→ **HOW TO COMPLETE THIS TASK**
Your task is to copy the lines of the data below from the line holding "pub const TAG_PORT: &str" through the line holding "error on failure", inclusive, exactly and with nothing added.

(Dataset excerpts)
"""
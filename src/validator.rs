use crate::credential_checker::CredentialChecker;
use crate::field_group::{ELASTICSEARCH_LOGS_MODEL, FieldGroupConfig};
use crate::validation_error::ValidationError;

pub const TAG_LOGS_MODEL_CONFIG: &str = "LOGS_MODEL_CONFIG";
pub const TAG_ELASTICSEARCH_CONFIG: &str = "LOGS_MODEL_CONFIG.ELASTIC_SEARCH_CONFIG";
pub const TAG_HOST: &str = "LOGS_MODEL_CONFIG.ELASTIC_SEARCH_CONFIG.HOST";
pub const TAG_PORT: &str = "LOGS_MODEL_CONFIG.ELASTIC_SEARCH_CONFIG.PORT";
pub const TAG_ACCESS_KEY: &str = "LOGS_MODEL_CONFIG.ELASTIC_SEARCH_CONFIG.ACCESS_KEY";
pub const TAG_SECRET_KEY: &str = "LOGS_MODEL_CONFIG.ELASTIC_SEARCH_CONFIG.SECRET_KEY";

/// Validates the Elasticsearch logs field group
pub struct FieldGroupValidator<C> {
    checker: C,
}

impl<C: CredentialChecker> FieldGroupValidator<C> {
    pub fn new(checker: C) -> Self {
        Self { checker }
    }

    /// Checks the field group and returns every violation found, empty when valid
    ///
    /// # Behavior
    /// - Groups using another logs model are not checked
    /// - A missing `LOGS_MODEL_CONFIG` or `elasticsearch_config` section stops
    ///   the check with a single error
    /// - Host, port and both keys are checked independently
    /// - The credential check always runs once both sections exist, even if
    ///   required fields are missing, and adds one `Auth` error on failure
    pub async fn validate(&self, fg: &FieldGroupConfig) -> Vec<ValidationError> {
        let mut errors = Vec::new();

        if fg.logs_model != ELASTICSEARCH_LOGS_MODEL {
            return errors;
        }

        let Some(logs_model_config) = &fg.logs_model_config else {
            errors.push(ValidationError::required(TAG_LOGS_MODEL_CONFIG));
            return errors;
        };

        let Some(es) = &logs_model_config.elasticsearch_config else {
            errors.push(ValidationError::required(TAG_ELASTICSEARCH_CONFIG));
            return errors;
        };

        if es.host.is_empty() {
            errors.push(ValidationError::required(TAG_HOST));
        }
        if es.port == 0 {
            errors.push(ValidationError::required(TAG_PORT));
        }
        if es.access_key.is_empty() {
            errors.push(ValidationError::required(TAG_ACCESS_KEY));
        }
        if es.secret_key.is_empty() {
            errors.push(ValidationError::required(TAG_SECRET_KEY));
        }

        let url = es.endpoint_url();
        log::info!("Checking Elasticsearch credentials against {}", url);

        if !self
            .checker
            .check_credentials(&url, &es.access_key, &es.secret_key)
            .await
        {
            // Each key of the rejected pair once, not the secret key twice
            errors.push(ValidationError::auth(&[TAG_ACCESS_KEY, TAG_SECRET_KEY]));
        }

        log::debug!("Elasticsearch field group produced {} validation errors", errors.len());
        errors
    }
}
"""
→ **WRITTEN RESPONSE**
pub const TAG_PORT: &str = "LOGS_MODEL_CONFIG.ELASTIC_SEARCH_CONFIG.PORT";
pub const TAG_ACCESS_KEY: &str = "LOGS_MODEL_CONFIG.ELASTIC_SEARCH_CONFIG.ACCESS_KEY";
pub const TAG_SECRET_KEY: &str = "LOGS_MODEL_CONFIG.ELASTIC_SEARCH_CONFIG.SECRET_KEY";

/// Validates the Elasticsearch logs field group
pub struct FieldGroupValidator<C> {
    checker: C,
}

impl<C: CredentialChecker> FieldGroupValidator<C> {
    pub fn new(checker: C) -> Self {
        Self { checker }
    }

    /// Checks the field group and returns every violation found, empty when valid
    ///
    /// # Behavior
    /// - Groups using another logs model are not checked
    /// - A missing `LOGS_MODEL_CONFIG` or `elasticsearch_config` section stops
    ///   the check with a single error
    /// - Host, port and both keys are checked independently
    /// - The credential check always runs once both sections exist, even if
    ///   required fields are missing, and adds one `Auth` error on failure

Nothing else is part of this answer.